Zusammenarbeit statt neue Hierarchien
Psychiatrie und psychologische Psychotherapie dürfen nicht gegeneinander ausgespielt werden. Beide Berufsgruppen werden gebraucht. Ihre Kompetenzen ergänzen sich.
Gute Versorgung entsteht durch fachliche Zusammenarbeit auf Augenhöhe, klare Zuständigkeiten und den gezielten Beizug der jeweils notwendigen Kompetenz. Sie entsteht nicht dadurch, dass eine ohnehin knappe Berufsgruppe jeder psychologischen Psychotherapie obligatorisch vorgeschaltet wird.

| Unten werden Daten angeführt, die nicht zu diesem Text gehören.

//! Dungeon graph model: rooms, doors, lock specifications, and events.
//!
//! A [`Dungeon`] is plain topology. Once built it is never mutated; a crawl
//! session wraps it in a [`CrawlDungeon`](crate::crawl::CrawlDungeon) and
//! mutates only the live copies of its events.

use serde::{Deserialize, Serialize};

use crate::error::CrawlError;

/// Index of a room within its dungeon's room sequence.
pub type RoomId = usize;

/// Identifier of an event, unique within a dungeon.
#[derive(Debug, Clone, Copy, PartialEq, Eq, Hash, PartialOrd, Ord, Serialize, Deserialize)]
#[serde(transparent)]
pub struct EventId(pub u32);

impl std::fmt::Display for EventId {
    fn fmt(&self, f: &mut std::fmt::Formatter<'_>) -> std::fmt::Result {
        write!(f, "{}", self.0)
    }
}

// ── Events ──────────────────────────────────────────────────────────────

/// The two flavours of event.
#[derive(Debug, Clone, Copy, PartialEq, Eq, Serialize, Deserialize)]
pub enum EventKind {
    /// Binary and collectable: once moved from 0 to 1 it stays collected.
    Item,
    /// Multi-state and repeatable.
    Switch,
}

/// A stateful object that gates doors.
#[derive(Debug, Clone, PartialEq, Eq, Serialize, Deserialize)]
pub struct Event {
    pub(crate) id: EventId,
    pub(crate) kind: EventKind,
    pub(crate) state_count: u8,
    #[serde(default)]
    pub(crate) state: u8,
}

impl Event {
    /// A two-state collectable item, initially uncollected.
    pub fn item(id: EventId) -> Self {
        Self {
            id,
            kind: EventKind::Item,
            state_count: 2,
            state: 0,
        }
    }

    /// A switch with `state_count` positions (at least 2), initially at 0.
    pub fn switch(id: EventId, state_count: u8) -> Self {
        Self {
            id,
            kind: EventKind::Switch,
            state_count: state_count.max(2),
            state: 0,
        }
    }

    pub fn id(&self) -> EventId {
        self.id
    }

    pub fn kind(&self) -> EventKind {
        self.kind
    }

    pub fn state(&self) -> u8 {
        self.state
    }

    pub fn state_count(&self) -> u8 {
        self.state_count
    }

    /// Items are collectable, switches never are.
    pub fn is_collectable(&self) -> bool {
        self.kind == EventKind::Item
    }

    /// True for an item that has been picked up.
    pub fn is_collected(&self) -> bool {
        self.is_collectable() && self.state == 1
    }

    /// Set the current state, rejecting anything outside `[0, state_count)`.
    pub fn set_state(&mut self, state: u8) -> Result<(), CrawlError> {
        if state >= self.state_count {
            return Err(CrawlError::StateOutOfRange {
                event: self.id,
                state,
                state_count: self.state_count,
            });
        }
        self.state = state;
        Ok(())
    }

    /// Act on the event once: switches cycle, items get collected.
    ///
    /// A switch wraps to 0 past its last state. Deserialized events with a
    /// bogus state count wrap to 0 as well instead of panicking.
    pub fn advance(&mut self) {
        self.state = match self.kind {
            EventKind::Item => 1,
            EventKind::Switch => self
                .state
                .checked_add(1)
                .filter(|next| *next < self.state_count)
                .unwrap_or(0),
        };
    }

    /// Builder-style initial state, used when authoring dungeons.
    pub fn with_state(mut self, state: u8) -> Self {
        self.state = state;
        self
    }
}

// ── Lock specifications ─────────────────────────────────────────────────

/// One `(event, required state)` pair of a lock specification.
#[derive(Debug, Clone, Copy, PartialEq, Eq, Hash, Serialize, Deserialize)]
pub struct Requirement {
    pub event: EventId,
    pub state: u8,
}

/// A set of event requirements that must all hold for a door to open.
///
/// Requirements keep their insertion order (it decides which event a detour
/// goes after first) but equality ignores it. An empty spec is "clear".
///
/// Serialized as a plain list. A list naming the same event twice is
/// rejected on load.
#[derive(Debug, Clone, Default, Eq, Serialize, Deserialize)]
#[serde(try_from = "Vec<Requirement>", into = "Vec<Requirement>")]
pub struct LockSpec {
    requirements: Vec<Requirement>,
}

impl LockSpec {
    /// The clear spec: never restricts passage.
    pub fn clear() -> Self {
        Self::default()
    }

    /// A spec holding a single requirement.
    pub fn single(event: EventId, state: u8) -> Self {
        Self::clear().require(event, state)
    }

    /// Add a requirement, replacing any earlier one on the same event.
    pub fn require(mut self, event: EventId, state: u8) -> Self {
        self.set(event, state);
        self
    }

    /// In-place form of [`require`](Self::require).
    pub fn set(&mut self, event: EventId, state: u8) {
        match self.requirements.iter_mut().find(|r| r.event == event) {
            Some(existing) => existing.state = state,
            None => self.requirements.push(Requirement { event, state }),
        }
    }

    pub fn is_clear(&self) -> bool {
        self.requirements.is_empty()
    }

    pub fn len(&self) -> usize {
        self.requirements.len()
    }

    pub fn is_empty(&self) -> bool {
        self.is_clear()
    }

    pub fn iter(&self) -> impl Iterator<Item = &Requirement> {
        self.requirements.iter()
    }

    /// Required state for `event`, if this spec mentions it.
    pub fn get(&self, event: EventId) -> Option<u8> {
        self.requirements
            .iter()
            .find(|r| r.event == event)
            .map(|r| r.state)
    }

    /// Fold another spec into this one; `other` wins on shared events.
    pub fn merge(&mut self, other: &LockSpec) {
        for r in &other.requirements {
            self.set(r.event, r.state);
        }
    }
}

impl PartialEq for LockSpec {
    fn eq(&self, other: &Self) -> bool {
        self.requirements.len() == other.requirements.len()
            && self
                .requirements
                .iter()
                .all(|r| other.get(r.event) == Some(r.state))
    }
}

impl TryFrom<Vec<Requirement>> for LockSpec {
    type Error = CrawlError;

    fn try_from(requirements: Vec<Requirement>) -> Result<Self, Self::Error> {
        for (i, r) in requirements.iter().enumerate() {
            if requirements[..i].iter().any(|earlier| earlier.event == r.event) {
                return Err(CrawlError::DuplicateRequirement(r.event));
            }
        }
        Ok(Self { requirements })
    }
}

impl From<LockSpec> for Vec<Requirement> {
    fn from(spec: LockSpec) -> Self {
        spec.requirements
    }
}

impl FromIterator<(EventId, u8)> for LockSpec {
    fn from_iter<I: IntoIterator<Item = (EventId, u8)>>(iter: I) -> Self {
        let mut spec = LockSpec::clear();
        for (event, state) in iter {
            spec.set(event, state);
        }
        spec
    }
}

// ── Topology ────────────────────────────────────────────────────────────

/// A directed edge to another room in the same dungeon.
#[derive(Debug, Clone, PartialEq, Eq, Serialize, Deserialize)]
pub struct Door {
    pub destination: RoomId,
    #[serde(default)]
    pub lock: LockSpec,
}

impl Door {
    /// A door that never restricts passage.
    pub fn open(destination: RoomId) -> Self {
        Self {
            destination,
            lock: LockSpec::clear(),
        }
    }

    pub fn locked(destination: RoomId, lock: LockSpec) -> Self {
        Self { destination, lock }
    }
}

/// A graph node: its outgoing doors in definition order and the events it holds.
#[derive(Debug, Clone, Default, PartialEq, Eq, Serialize, Deserialize)]
pub struct Room {
    #[serde(default)]
    pub name: String,
    #[serde(default)]
    pub doors: Vec<Door>,
    #[serde(default)]
    pub events: Vec<Event>,
    /// Placeholder room used to pad irregular grids.
    #[serde(default)]
    pub unused: bool,
}

impl Room {
    pub fn new(name: impl Into<String>) -> Self {
        Self {
            name: name.into(),
            ..Self::default()
        }
    }

    pub fn holds_event(&self, event: EventId) -> bool {
        self.events.iter().any(|e| e.id == event)
    }
}

/// Geometry metadata carried for the editor and renderer; ignored by the engine.
#[derive(Debug, Clone, Copy, Default, PartialEq, Eq, Serialize, Deserialize)]
pub enum Layout {
    #[default]
    Freeform,
    Grid {
        width: u32,
        height: u32,
    },
}

/// A complete dungeon: named room sequence plus entrance and exit.
#[derive(Debug, Clone, PartialEq, Eq, Serialize, Deserialize)]
pub struct Dungeon {
    pub name: String,
    pub rooms: Vec<Room>,
    pub entrance: RoomId,
    pub exit: RoomId,
    #[serde(default)]
    pub layout: Layout,
}

impl Dungeon {
    pub fn room(&self, id: RoomId) -> Option<&Room> {
        self.rooms.get(id)
    }

    pub fn room_count(&self) -> usize {
        self.rooms.len()
    }

    /// Every event in room order.
    pub fn events(&self) -> impl Iterator<Item = &Event> {
        self.rooms.iter().flat_map(|r| r.events.iter())
    }
}

#[cfg(test)]
mod tests {
    use super::*;

    #[test]
    fn test_item_collects_once() {
        let mut item = Event::item(EventId(1));
        assert!(item.is_collectable());
        assert!(!item.is_collected());
        item.advance();
        assert!(item.is_collected());
        item.advance();
        assert_eq!(item.state(), 1);
    }

    #[test]
    fn test_switch_cycles() {
        let mut switch = Event::switch(EventId(2), 3);
        assert!(!switch.is_collectable());
        switch.advance();
        switch.advance();
        assert_eq!(switch.state(), 2);
        switch.advance();
        assert_eq!(switch.state(), 0);
    }

    #[test]
    fn test_advance_survives_zero_state_count() {
        let mut switch: Event = serde_json::from_str(
            r#"{ "id": 5, "kind": "Switch", "state_count": 0, "state": 255 }"#,
        )
        .unwrap();
        switch.advance();
        assert_eq!(switch.state(), 0);
        switch.advance();
        assert_eq!(switch.state(), 0);
    }

    #[test]
    fn test_switch_has_at_least_two_states() {
        assert_eq!(Event::switch(EventId(3), 1).state_count(), 2);
    }

    #[test]
    fn test_set_state_out_of_range() {
        let mut item = Event::item(EventId(4));
        let err = item.set_state(2).unwrap_err();
        assert_eq!(
            err,
            CrawlError::StateOutOfRange {
                event: EventId(4),
                state: 2,
                state_count: 2
            }
        );
        assert_eq!(item.state(), 0);
    }

    #[test]
    fn test_lock_spec_unique_events() {
        let spec = LockSpec::clear()
            .require(EventId(1), 1)
            .require(EventId(2), 0)
            .require(EventId(1), 0);
        assert_eq!(spec.len(), 2);
        assert_eq!(spec.get(EventId(1)), Some(0));
    }

    #[test]
    fn test_lock_spec_equality_ignores_order() {
        let a = LockSpec::clear().require(EventId(1), 1).require(EventId(2), 1);
        let b = LockSpec::clear().require(EventId(2), 1).require(EventId(1), 1);
        assert_eq!(a, b);
        assert_ne!(a, LockSpec::single(EventId(1), 1));
        assert!(LockSpec::clear().is_clear());
    }

    #[test]
    fn test_lock_spec_json_rejects_repeated_event() {
        let err = serde_json::from_str::<LockSpec>(
            r#"[ { "event": 1, "state": 1 }, { "event": 1, "state": 0 } ]"#,
        )
        .unwrap_err();
        assert!(err.to_string().contains("event 1 more than once"));

        let spec: LockSpec = serde_json::from_str(
            r#"[ { "event": 2, "state": 0 }, { "event": 1, "state": 1 } ]"#,
        )
        .unwrap();
        assert_eq!(spec.len(), 2);
        assert_eq!(spec.iter().next().map(|r| r.event), Some(EventId(2)));
        assert_eq!(
            serde_json::to_string(&spec).unwrap(),
            r#"[{"event":2,"state":0},{"event":1,"state":1}]"#
        );
    }

    #[test]
    fn test_lock_spec_merge() {
        let mut a = LockSpec::single(EventId(1), 1);
        a.merge(&LockSpec::clear().require(EventId(1), 0).require(EventId(3), 1));
        assert_eq!(a.get(EventId(1)), Some(0));
        assert_eq!(a.get(EventId(3)), Some(1));
    }

    #[test]
    fn test_room_holds_event() {
        let mut room = Room::new("vault");
        room.events.push(Event::item(EventId(9)));
        assert!(room.holds_event(EventId(9)));
        assert!(!room.holds_event(EventId(1)));
    }
}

Hinter jedem zusätzlichen administrativen Schritt steht ein Mensch, der auf Hilfe wartet. Die entscheidende Frage lautet deshalb nicht, welche Berufsgruppe eine andere kontrollieren soll. Die entscheidende Frage lautet, wie Menschen mit einer psychischen Erkrankung rechtzeitig die passende Behandlung erhalten.
Wir appellieren an National- und Ständerat: Lehnen Sie die Motion 26.4067 ab. Stärken Sie die psychische Versorgung, statt neue Hürden zu errichten.